15. The kit according to claim 14 further comprising a tubing configured to couple to both the outlet of the injection device and the needle and to provide fluid communication between the outlet and the needle.

16. The kit according to claim 14 further comprising an obturator including a shaft, the obturator being configured to advance the shaft through the lumen towards the distal portion of the cannula so as to obstruct the side aperture such that when the tip portion pierces the damaged bone of the patient, the lumen remains substantially free of bone chips and wherein the obturator reinforces the needle when the shaft is disposed through the lumen.

17. The kit according to claim 14 wherein the tip portion has a longitudinal axis and a proximal end, the proximal end of the tip portion having a surface formed at an obtuse angle to the longitudinal axis facing towards the side aperture.

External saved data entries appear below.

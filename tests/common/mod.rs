//! Shared utilities for integration tests.

use std::future::Future;
use std::net::SocketAddr;
use std::sync::atomic::{AtomicU32, Ordering};
use std::sync::Arc;
use std::time::Duration;
use tokio::io::{AsyncReadExt, AsyncWriteExt};
use tokio::net::TcpListener;

use dependency_guard::resilience::Retryable;
use dependency_guard::CallPolicy;

/// Error returned by scripted operations.
#[derive(Debug, Clone, PartialEq)]
#[allow(dead_code)]
pub enum ScriptedError {
    /// Connection refused, reset, 5xx and the like.
    Unavailable,
    /// Bad request; retrying cannot help.
    Rejected,
}

impl std::fmt::Display for ScriptedError {
    fn fmt(&self, f: &mut std::fmt::Formatter<'_>) -> std::fmt::Result {
        match self {
            ScriptedError::Unavailable => write!(f, "unavailable"),
            ScriptedError::Rejected => write!(f, "rejected"),
        }
    }
}

impl Retryable for ScriptedError {
    fn is_retryable(&self) -> bool {
        matches!(self, ScriptedError::Unavailable)
    }
}

/// Shared invocation counter.
#[derive(Debug, Clone, Default)]
pub struct Counter(Arc<AtomicU32>);

#[allow(dead_code)]
impl Counter {
    pub fn bump(&self) -> u32 {
        self.0.fetch_add(1, Ordering::SeqCst) + 1
    }

    pub fn get(&self) -> u32 {
        self.0.load(Ordering::SeqCst)
    }
}

/// Policy with explicit knobs; everything else kept small for tests.
#[allow(dead_code, clippy::too_many_arguments)]
pub fn policy(
    timeout_ms: u64,
    max_retries: u32,
    base_ms: u64,
    multiplier: f64,
    cap_ms: u64,
    jitter_ms: u64,
    reset_ms: u64,
    probes: u32,
) -> CallPolicy {
    CallPolicy::new(
        Duration::from_millis(timeout_ms),
        max_retries,
        Duration::from_millis(base_ms),
        multiplier,
        Duration::from_millis(cap_ms),
        Duration::from_millis(jitter_ms),
        0.5,
        Duration::from_millis(reset_ms),
        probes,
    )
    .unwrap()
}

/// Start a programmable mock dependency on an ephemeral port.
///
/// `f` returns the status code and body for each request.
#[allow(dead_code)]
pub async fn start_programmable_backend<F, Fut>(f: F) -> SocketAddr
where
    F: Fn() -> Fut + Send + Sync + 'static,
    Fut: Future<Output = (u16, String)> + Send + 'static,
{
    let listener = TcpListener::bind("127.0.0.1:0").await.unwrap();
    let addr = listener.local_addr().unwrap();
    let f = Arc::new(f);

    tokio::spawn(async move {
        loop {
            match listener.accept().await {
                Ok((mut socket, _)) => {
                    let f = f.clone();
                    tokio::spawn(async move {
                        // Drain the request head; probes carry no body.
                        let mut buf = [0u8; 1024];
                        let _ = socket.read(&mut buf).await;

                        let (status, body) = f().await;
                        let status_text = match status {
                            200 => "200 OK",
                            404 => "404 Not Found",
                            408 => "408 Request Timeout",
                            429 => "429 Too Many Requests",
                            500 => "500 Internal Server Error",
                            502 => "502 Bad Gateway",
                            503 => "503 Service Unavailable",
                            _ => "200 OK",
                        };

                        let response_str = format!(
                            "HTTP/1.1 {}\r\nContent-Length: {}\r\nConnection: close\r\n\r\n{}",
                            status_text,
                            body.len(),
                            body
                        );
                        let _ = socket.write_all(response_str.as_bytes()).await;
                        let _ = socket.shutdown().await;
                    });
                }
                Err(_) => break,
            }
        }
    });

    addr
}
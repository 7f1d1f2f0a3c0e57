//! Startup orchestration.
//!
//! # Responsibilities
//! - Build the dependency guard from a validated configuration
//! - Start background tasks (config watcher, dependency monitor)
//! - Bind the status listener last

use notify::RecommendedWatcher;
use std::net::SocketAddr;
use std::path::Path;
use thiserror::Error;
use tokio::net::TcpListener;
use tokio::sync::mpsc;
use tokio::task::JoinHandle;
use tokio_util::sync::CancellationToken;

use crate::admin::{self, AdminState};
use crate::config::schema::GuardConfig;
use crate::config::validation::ValidationError;
use crate::config::watcher::ConfigWatcher;
use crate::config::ConfigError;
use crate::dependencies::DependencyGuard;
use crate::health::DependencyMonitor;
use crate::lifecycle::shutdown::Shutdown;

#[derive(Debug, Error)]
pub enum StartupError {
    #[error(transparent)]
    Config(#[from] ConfigError),

    #[error("failed to bind status server on {address}: {source}")]
    Bind {
        address: String,
        #[source]
        source: std::io::Error,
    },

    #[error("failed to watch config file: {0}")]
    Watch(#[from] notify::Error),

    #[error("failed to build probe client: {0}")]
    ProbeClient(#[from] reqwest::Error),
}

impl From<Vec<ValidationError>> for StartupError {
    fn from(errors: Vec<ValidationError>) -> Self {
        StartupError::Config(ConfigError::Validation(errors))
    }
}

/// Handles of a started service.
pub struct Running {
    pub guard: DependencyGuard,
    /// Bound address of the status server, if enabled.
    pub admin_address: Option<SocketAddr>,
    tasks: Vec<JoinHandle<()>>,
    _watcher: Option<RecommendedWatcher>,
}

impl Running {
    /// Wait for every background task to finish. Call after triggering
    /// shutdown.
    pub async fn join(self) {
        for task in self.tasks {
            if let Err(e) = task.await {
                tracing::error!(error = %e, "Background task panicked");
            }
        }
    }
}

/// Start the guard and its background tasks.
///
/// When `config_path` is given the file is watched and valid changes are
/// applied with `DependencyGuard::reload`.
pub async fn start(
    config: &GuardConfig,
    config_path: Option<&Path>,
    shutdown: &Shutdown,
) -> Result<Running, StartupError> {
    let guard = DependencyGuard::from_config(config)?;
    tracing::info!(
        dependencies = config.dependencies.len(),
        classes = config.policies.len(),
        "Dependency guard initialized"
    );

    let mut tasks = Vec::new();

    let watcher = match config_path {
        Some(path) => {
            let (watcher, updates) = ConfigWatcher::new(path);
            let handle = watcher.run()?;
            tasks.push(tokio::spawn(apply_reloads(
                guard.clone(),
                updates,
                shutdown.subscribe(),
            )));
            Some(handle)
        }
        None => None,
    };

    let monitor = DependencyMonitor::new(guard.clone(), config.monitor.clone())?;
    tasks.push(tokio::spawn(monitor.run(shutdown.subscribe())));

    let mut admin_address = None;
    if config.admin.enabled {
        let listener = TcpListener::bind(&config.admin.bind_address)
            .await
            .map_err(|source| StartupError::Bind {
                address: config.admin.bind_address.clone(),
                source,
            })?;
        admin_address = listener.local_addr().ok();

        let state = AdminState::new(guard.clone(), config.admin.api_key.clone());
        let token = shutdown.subscribe();
        tasks.push(tokio::spawn(async move {
            if let Err(e) = admin::serve(listener, state, token).await {
                tracing::error!(error = %e, "Status server error");
            }
        }));
    }

    Ok(Running {
        guard,
        admin_address,
        tasks,
        _watcher: watcher,
    })
}

async fn apply_reloads(
    guard: DependencyGuard,
    mut updates: mpsc::UnboundedReceiver<GuardConfig>,
    shutdown: CancellationToken,
) {
    loop {
        tokio::select! {
            _ = shutdown.cancelled() => break,
            update = updates.recv() => {
                let Some(config) = update else { break };
                if let Err(errors) = guard.reload(&config) {
                    for error in errors {
                        tracing::error!(error = %error, "Rejected config reload");
                    }
                }
            }
        }
    }
}

#[cfg(test)]
mod tests {
    use super::*;

    fn config() -> GuardConfig {
        let mut config = GuardConfig::default();
        config.monitor.enabled = false;
        config.admin.bind_address = "127.0.0.1:0".to_string();
        config.observability.metrics_enabled = false;
        config
    }

    #[tokio::test]
    async fn test_start_and_shutdown() {
        let shutdown = Shutdown::new();
        let running = start(&config(), None, &shutdown).await.unwrap();
        assert!(running.admin_address.is_some());

        shutdown.trigger();
        running.join().await;
    }

    #[tokio::test]
    async fn test_invalid_config_fails_fast() {
        let mut config = config();
        config.window.min_samples = 0;
        let result = start(&config, None, &Shutdown::new()).await;
        assert!(matches!(
            result,
            Err(StartupError::Config(ConfigError::Validation(_)))
        ));
    }
}
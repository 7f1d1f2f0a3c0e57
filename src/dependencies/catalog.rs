//! Immutable view of the configured dependencies and their policies.

use std::collections::{BTreeMap, HashMap};
use std::sync::Arc;

use crate::config::schema::{GuardConfig, CACHE_CLASS, DATABASE_CLASS, EXTERNAL_AI_CLASS};
use crate::config::validation::{validate_config, ValidationError};
use crate::resilience::policy::CallPolicy;

/// One configured dependency.
#[derive(Debug, Clone, PartialEq)]
pub struct DependencySpec {
    pub identity: String,
    pub class: String,
    pub policy: Arc<CallPolicy>,
    pub probe_url: Option<String>,
}

/// Policies by class and dependencies by identity.
#[derive(Debug, Clone)]
pub struct DependencyCatalog {
    policies: HashMap<String, Arc<CallPolicy>>,
    dependencies: BTreeMap<String, DependencySpec>,
    fallback: Arc<CallPolicy>,
}

impl DependencyCatalog {
    /// Build from a configuration, validating it first.
    pub fn from_config(config: &GuardConfig) -> Result<Self, Vec<ValidationError>> {
        validate_config(config)?;

        let mut policies = HashMap::new();
        for (class, policy) in &config.policies {
            let policy = policy.to_policy().map_err(|source| {
                vec![ValidationError::Policy {
                    class: class.clone(),
                    source,
                }]
            })?;
            policies.insert(class.clone(), Arc::new(policy));
        }

        let fallback = policies
            .get(DATABASE_CLASS)
            .cloned()
            .unwrap_or_else(|| Arc::new(CallPolicy::database()));

        let mut dependencies = BTreeMap::new();
        for dep in &config.dependencies {
            // Validation guarantees the class exists.
            let policy = policies.get(&dep.class).cloned().unwrap_or_else(|| fallback.clone());
            dependencies.insert(
                dep.identity.clone(),
                DependencySpec {
                    identity: dep.identity.clone(),
                    class: dep.class.clone(),
                    policy,
                    probe_url: dep.probe_url.clone(),
                },
            );
        }

        Ok(Self {
            policies,
            dependencies,
            fallback,
        })
    }

    pub fn dependency(&self, identity: &str) -> Option<&DependencySpec> {
        self.dependencies.get(identity)
    }

    pub fn dependencies(&self) -> impl Iterator<Item = &DependencySpec> {
        self.dependencies.values()
    }

    pub fn class_policy(&self, class: &str) -> Option<Arc<CallPolicy>> {
        self.policies.get(class).cloned()
    }

    /// Policy for `identity`; unknown identities get the `database` class.
    pub fn policy_for(&self, identity: &str) -> Arc<CallPolicy> {
        match self.dependencies.get(identity) {
            Some(spec) => spec.policy.clone(),
            None => self.fallback.clone(),
        }
    }

    /// Dependencies that the monitor should probe.
    pub fn probe_targets(&self) -> Vec<DependencySpec> {
        self.dependencies
            .values()
            .filter(|d| d.probe_url.is_some())
            .cloned()
            .collect()
    }
}

impl Default for DependencyCatalog {
    fn default() -> Self {
        let mut policies = HashMap::new();
        for (class, policy) in [
            (DATABASE_CLASS, CallPolicy::database()),
            (CACHE_CLASS, CallPolicy::cache()),
            (EXTERNAL_AI_CLASS, CallPolicy::external_ai()),
        ] {
            policies.insert(class.to_string(), Arc::new(policy));
        }
        Self {
            policies,
            dependencies: BTreeMap::new(),
            fallback: Arc::new(CallPolicy::database()),
        }
    }
}
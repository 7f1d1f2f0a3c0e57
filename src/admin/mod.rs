//! Status HTTP surface.
//!
//! # Routes
//! - `GET /health`: liveness and overall status, always public
//! - `GET /health/dependencies`: every circuit as `DependencyHealth`
//! - `GET /health/dependencies/{identity}`: one circuit, 404 if unknown
//!
//! The dependency routes require a bearer token when an api key is set.

pub mod auth;
pub mod handlers;

use axum::{middleware, routing::get, Router};
use std::sync::Arc;
use tokio::net::TcpListener;
use tokio_util::sync::CancellationToken;
use tower_http::trace::TraceLayer;

use self::auth::admin_auth_middleware;
use self::handlers::*;
use crate::dependencies::DependencyGuard;

/// Shared state of the status endpoints.
#[derive(Clone)]
pub struct AdminState {
    pub guard: DependencyGuard,
    pub api_key: Option<Arc<str>>,
}

impl AdminState {
    pub fn new(guard: DependencyGuard, api_key: Option<String>) -> Self {
        Self {
            guard,
            api_key: api_key.filter(|k| !k.is_empty()).map(Arc::from),
        }
    }
}

pub fn setup_admin_router(state: AdminState) -> Router {
    let protected = Router::new()
        .route("/health/dependencies", get(get_dependencies))
        .route("/health/dependencies/{identity}", get(get_dependency))
        .layer(middleware::from_fn_with_state(state.clone(), admin_auth_middleware));

    Router::new()
        .route("/health", get(get_status))
        .merge(protected)
        .layer(TraceLayer::new_for_http())
        .with_state(state)
}

/// Serve the status endpoints until `shutdown` fires.
pub async fn serve(
    listener: TcpListener,
    state: AdminState,
    shutdown: CancellationToken,
) -> std::io::Result<()> {
    tracing::info!(address = ?listener.local_addr().ok(), "Status server starting");

    axum::serve(listener, setup_admin_router(state))
        .with_graceful_shutdown(async move { shutdown.cancelled().await })
        .await?;

    tracing::info!("Status server stopped");
    Ok(())
}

18. A method for introducing a bone cement mixture into a damaged bone of a patient, the method comprising:

mixing a first bone cement component together with a second bone cement component to form the bone cement mixture;

containing the bone cement mixture in an injection device;

inserting a needle into the damaged bone of the patient, the needle including a cannula and a tip portion extending therefrom, the cannula having a lumen formed therethrough and a distal portion, the distal portion having an open distal end and a side aperture formed through the distal portion, the tip portion attached to the distal portion of the cannula such that the side aperture is proximal the tip portion, the tip portion piercing the damaged bone defining a bone opening, and the distal portion being configured to tightly fit the bone opening;

providing fluid communication between an outlet of the injection device and the lumen of the cannula;

dispensing the bone cement mixture from the injection device by advancing the bone cement mixture through the outlet; and

introducing the bone cement mixture to the damaged bone of the patient including:

advancing the bone cement mixture through a lumen of the needle;

directing advancement of the bone cement mixture through the side aperture while preventing advancement of the bone cement mixture through the distal end of the needle via the tip portion;

filling the damaged bone of the patient with the bone cement mixture; and

removing the needle from the damaged bone by at least one of a pulling motion and a twisting motion, wherein advancement of the bone cement mixture through the side aperture is closed-off when the distal portion is retracted through the bone opening.

19. The method according to claim 18 wherein the tip portion has a longitudinal axis and a proximal end, the proximal end of the tip portion having a surface formed at an obtuse angle to the longitudinal axis facing towards the side aperture.

20. The method according to claim 18 wherein the step of removing the needle includes shearing the bone cement mixture at an interface formed between the distal portion and the bone opening such that the bone cement mixture remains substantially within the damaged bone.